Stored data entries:
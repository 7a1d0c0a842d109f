// Copyright (C) 2026 Fred Clausen
// Use of this source code is governed by an MIT-style
// license that can be found in the LICENSE file or at
// https://opensource.org/licenses/MIT.

use std::collections::BTreeSet;

use roombook_domain::{ReservationSlot, TimeRange};

use crate::error::CoreError;
use crate::state::ReservationRecord;

/// The reads and writes the booking engine needs from a store.
///
/// Implementations are expected to be scoped to a single transaction so
/// that the conflict read and the insert observe the same snapshot.
pub trait BookingStore {
    /// The store's error type. Engine rejections are lifted into it so a
    /// rejected booking unwinds the surrounding transaction.
    type Error: From<CoreError>;

    /// Returns the building ids assigned to `user_id`.
    ///
    /// `Ok(None)` means the user does not exist.
    ///
    /// # Errors
    ///
    /// Returns an error if the store cannot be read.
    fn authorized_buildings(&mut self, user_id: i64)
    -> Result<Option<BTreeSet<i64>>, Self::Error>;

    /// Returns the building that owns `room_id`, or `None` if no such room.
    ///
    /// # Errors
    ///
    /// Returns an error if the store cannot be read.
    fn room_building(&mut self, room_id: i64) -> Result<Option<i64>, Self::Error>;

    /// Returns every reservation held on `room_id`, in any state.
    ///
    /// # Errors
    ///
    /// Returns an error if the store cannot be read.
    fn reservations_for_room(&mut self, room_id: i64)
    -> Result<Vec<ReservationSlot>, Self::Error>;

    /// Inserts a CONFIRMED reservation and returns it joined with its room
    /// and building.
    ///
    /// # Errors
    ///
    /// Returns an error if the insert fails.
    fn insert_reservation(
        &mut self,
        user_id: i64,
        room_id: i64,
        range: &TimeRange,
        description: Option<&str>,
    ) -> Result<ReservationRecord, Self::Error>;

    /// Returns the building of the room a reservation is held on.
    ///
    /// # Errors
    ///
    /// Returns an error if the store cannot be read.
    fn reservation_building(&mut self, reservation_id: i64) -> Result<Option<i64>, Self::Error>;

    /// Removes a reservation row.
    ///
    /// # Errors
    ///
    /// Returns an error if the delete fails.
    fn remove_reservation(&mut self, reservation_id: i64) -> Result<(), Self::Error>;
}
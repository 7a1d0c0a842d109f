// Copyright (C) 2026 Fred Clausen
// Use of this source code is governed by an MIT-style
// license that can be found in the LICENSE file or at
// https://opensource.org/licenses/MIT.

use roombook_domain::{DomainError, ReservationState, Role};
use time::macros::datetime;

use super::helpers::{
    COUNCIL_ROOM, CLERK_ID, FakeStore, NOW, READING_ROOM, TOWN_HALL, admin, booking, clerk,
    outsider, range,
};
use crate::{CoreError, NewReservation, Requester, create_reservation};

#[test]
fn test_create_reservation_returns_joined_record() {
    let mut store: FakeStore = FakeStore::seeded();
    let mut request: NewReservation = booking(
        COUNCIL_ROOM,
        datetime!(2030-05-01 10:00 UTC),
        datetime!(2030-05-01 12:00 UTC),
    );
    request.description = Some(String::from("Budget hearing"));

    let record = create_reservation(&mut store, clerk(), &request, NOW).unwrap();

    assert_eq!(record.room_id, COUNCIL_ROOM);
    assert_eq!(record.room_name, "Council Chamber");
    assert_eq!(record.building_id, TOWN_HALL);
    assert_eq!(record.building_name, "Town Hall");
    assert_eq!(record.user_id, CLERK_ID);
    assert_eq!(record.user_name, "Carl Clerk");
    assert_eq!(record.state, ReservationState::Confirmed);
    assert_eq!(record.description.as_deref(), Some("Budget hearing"));
    assert_eq!(store.reservation_count(), 1);
}

#[test]
fn test_create_reservation_rejects_equal_endpoints() {
    let mut store: FakeStore = FakeStore::seeded();
    let at = datetime!(2030-05-01 14:00 UTC);
    let result = create_reservation(&mut store, clerk(), &booking(COUNCIL_ROOM, at, at), NOW);
    assert!(matches!(
        result,
        Err(CoreError::DomainViolation(DomainError::InvalidInterval { .. }))
    ));
    assert_eq!(store.reservation_count(), 0);
}

#[test]
fn test_invalid_interval_checked_before_past_date() {
    let mut store: FakeStore = FakeStore::seeded();
    let request: NewReservation = booking(
        COUNCIL_ROOM,
        datetime!(2020-01-01 12:00 UTC),
        datetime!(2020-01-01 11:00 UTC),
    );
    let result = create_reservation(&mut store, clerk(), &request, NOW);
    assert!(matches!(
        result,
        Err(CoreError::DomainViolation(DomainError::InvalidInterval { .. }))
    ));
}

#[test]
fn test_create_reservation_rejects_past_start() {
    let mut store: FakeStore = FakeStore::seeded();
    let request: NewReservation = booking(
        COUNCIL_ROOM,
        datetime!(2030-05-01 07:59:59 UTC),
        datetime!(2030-05-01 09:00 UTC),
    );
    let result = create_reservation(&mut store, clerk(), &request, NOW);
    assert!(matches!(
        result,
        Err(CoreError::DomainViolation(DomainError::PastDateRejected { .. }))
    ));
}

#[test]
fn test_create_reservation_accepts_start_exactly_now() {
    let mut store: FakeStore = FakeStore::seeded();
    let request: NewReservation = booking(COUNCIL_ROOM, NOW, datetime!(2030-05-01 09:00 UTC));
    assert!(create_reservation(&mut store, clerk(), &request, NOW).is_ok());
}

#[test]
fn test_past_date_checked_before_authentication() {
    let mut store: FakeStore = FakeStore::seeded();
    let ghost: Requester = Requester::new(999, Role::User);
    let request: NewReservation = booking(
        COUNCIL_ROOM,
        datetime!(2020-01-01 10:00 UTC),
        datetime!(2020-01-01 11:00 UTC),
    );
    let result = create_reservation(&mut store, ghost, &request, NOW);
    assert!(matches!(
        result,
        Err(CoreError::DomainViolation(DomainError::PastDateRejected { .. }))
    ));
}

#[test]
fn test_unknown_requester_is_unauthenticated() {
    let mut store: FakeStore = FakeStore::seeded();
    let ghost: Requester = Requester::new(999, Role::User);
    let request: NewReservation = booking(
        COUNCIL_ROOM,
        datetime!(2030-05-01 10:00 UTC),
        datetime!(2030-05-01 11:00 UTC),
    );
    let result = create_reservation(&mut store, ghost, &request, NOW);
    assert_eq!(result, Err(CoreError::Unauthenticated { user_id: 999 }));
}

#[test]
fn test_unassigned_user_is_forbidden_for_free_interval() {
    let mut store: FakeStore = FakeStore::seeded();
    let request: NewReservation = booking(
        COUNCIL_ROOM,
        datetime!(2030-05-01 10:00 UTC),
        datetime!(2030-05-01 11:00 UTC),
    );
    let result = create_reservation(&mut store, outsider(), &request, NOW);
    assert!(matches!(result, Err(CoreError::RoomAccessDenied { .. })));
    assert_eq!(store.reservation_count(), 0);
}

#[test]
fn test_admin_without_assignment_cannot_book() {
    let mut store: FakeStore = FakeStore::seeded();
    let request: NewReservation = booking(
        READING_ROOM,
        datetime!(2030-05-01 10:00 UTC),
        datetime!(2030-05-01 11:00 UTC),
    );
    let result = create_reservation(&mut store, admin(), &request, NOW);
    assert!(matches!(result, Err(CoreError::RoomAccessDenied { .. })));
}

#[test]
fn test_unknown_room_is_forbidden() {
    let mut store: FakeStore = FakeStore::seeded();
    let request: NewReservation = booking(
        4242,
        datetime!(2030-05-01 10:00 UTC),
        datetime!(2030-05-01 11:00 UTC),
    );
    let result = create_reservation(&mut store, clerk(), &request, NOW);
    assert_eq!(
        result,
        Err(CoreError::RoomAccessDenied {
            user_id: CLERK_ID,
            room_id: 4242
        })
    );
}

#[test]
fn test_overlapping_booking_is_a_conflict() {
    let mut store: FakeStore = FakeStore::seeded();
    let first = create_reservation(
        &mut store,
        clerk(),
        &booking(
            COUNCIL_ROOM,
            datetime!(2030-05-01 10:00 UTC),
            datetime!(2030-05-01 12:00 UTC),
        ),
        NOW,
    )
    .unwrap();

    let result = create_reservation(
        &mut store,
        clerk(),
        &booking(
            COUNCIL_ROOM,
            datetime!(2030-05-01 11:00 UTC),
            datetime!(2030-05-01 13:00 UTC),
        ),
        NOW,
    );
    assert_eq!(
        result,
        Err(CoreError::SchedulingConflict {
            room_id: COUNCIL_ROOM,
            conflicting_reservation_id: first.reservation_id
        })
    );
    assert_eq!(store.reservation_count(), 1);
}

#[test]
fn test_touching_bookings_both_succeed() {
    let mut store: FakeStore = FakeStore::seeded();
    let morning = booking(
        COUNCIL_ROOM,
        datetime!(2030-05-01 10:00 UTC),
        datetime!(2030-05-01 12:00 UTC),
    );
    let afternoon = booking(
        COUNCIL_ROOM,
        datetime!(2030-05-01 12:00 UTC),
        datetime!(2030-05-01 14:00 UTC),
    );
    assert!(create_reservation(&mut store, clerk(), &morning, NOW).is_ok());
    assert!(create_reservation(&mut store, clerk(), &afternoon, NOW).is_ok());
    assert_eq!(store.reservation_count(), 2);
}

#[test]
fn test_same_interval_in_another_room_is_not_a_conflict() {
    let mut store: FakeStore = FakeStore::seeded();
    store.assign(CLERK_ID, super::helpers::LIBRARY);
    let start = datetime!(2030-05-01 10:00 UTC);
    let end = datetime!(2030-05-01 12:00 UTC);
    assert!(create_reservation(&mut store, clerk(), &booking(COUNCIL_ROOM, start, end), NOW).is_ok());
    assert!(create_reservation(&mut store, clerk(), &booking(READING_ROOM, start, end), NOW).is_ok());
}

#[test]
fn test_cancelled_reservation_does_not_block() {
    let mut store: FakeStore = FakeStore::seeded();
    store.seed_reservation(
        COUNCIL_ROOM,
        range(
            datetime!(2030-05-01 10:00 UTC),
            datetime!(2030-05-01 12:00 UTC),
        ),
        ReservationState::Cancelled,
    );
    let request = booking(
        COUNCIL_ROOM,
        datetime!(2030-05-01 11:00 UTC),
        datetime!(2030-05-01 12:00 UTC),
    );
    assert!(create_reservation(&mut store, clerk(), &request, NOW).is_ok());
}

#[test]
fn test_pending_reservation_blocks() {
    let mut store: FakeStore = FakeStore::seeded();
    store.seed_reservation(
        COUNCIL_ROOM,
        range(
            datetime!(2030-05-01 10:00 UTC),
            datetime!(2030-05-01 12:00 UTC),
        ),
        ReservationState::Pending,
    );
    let request = booking(
        COUNCIL_ROOM,
        datetime!(2030-05-01 09:00 UTC),
        datetime!(2030-05-01 10:30 UTC),
    );
    assert!(matches!(
        create_reservation(&mut store, clerk(), &request, NOW),
        Err(CoreError::SchedulingConflict { .. })
    ));
}

#[test]
fn test_no_double_booking_after_many_attempts() {
    let mut store: FakeStore = FakeStore::seeded();
    let base = datetime!(2030-05-02 00:00 UTC);
    // Half-hour offsets with 90 minute lengths overlap heavily.
    for step in 0..24_i64 {
        let start = base + time::Duration::minutes(30 * step);
        let end = start + time::Duration::minutes(90);
        let _ = create_reservation(&mut store, clerk(), &booking(COUNCIL_ROOM, start, end), NOW);
    }

    let slots = crate::BookingStore::reservations_for_room(&mut store, COUNCIL_ROOM).unwrap();
    for (i, a) in slots.iter().enumerate() {
        for b in &slots[i + 1..] {
            assert!(!a.range.overlaps(&b.range), "{a:?} overlaps {b:?}");
        }
    }
    assert_eq!(slots.len(), 8);
}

Directions -
Show every line of the data in which the word "crate" appears.

Answer box -
use crate::error::CoreError;
use crate::state::ReservationRecord;
use crate::{CoreError, NewReservation, Requester, create_reservation};
    let slots = crate::BookingStore::reservations_for_room(&mut store, COUNCIL_ROOM).unwrap();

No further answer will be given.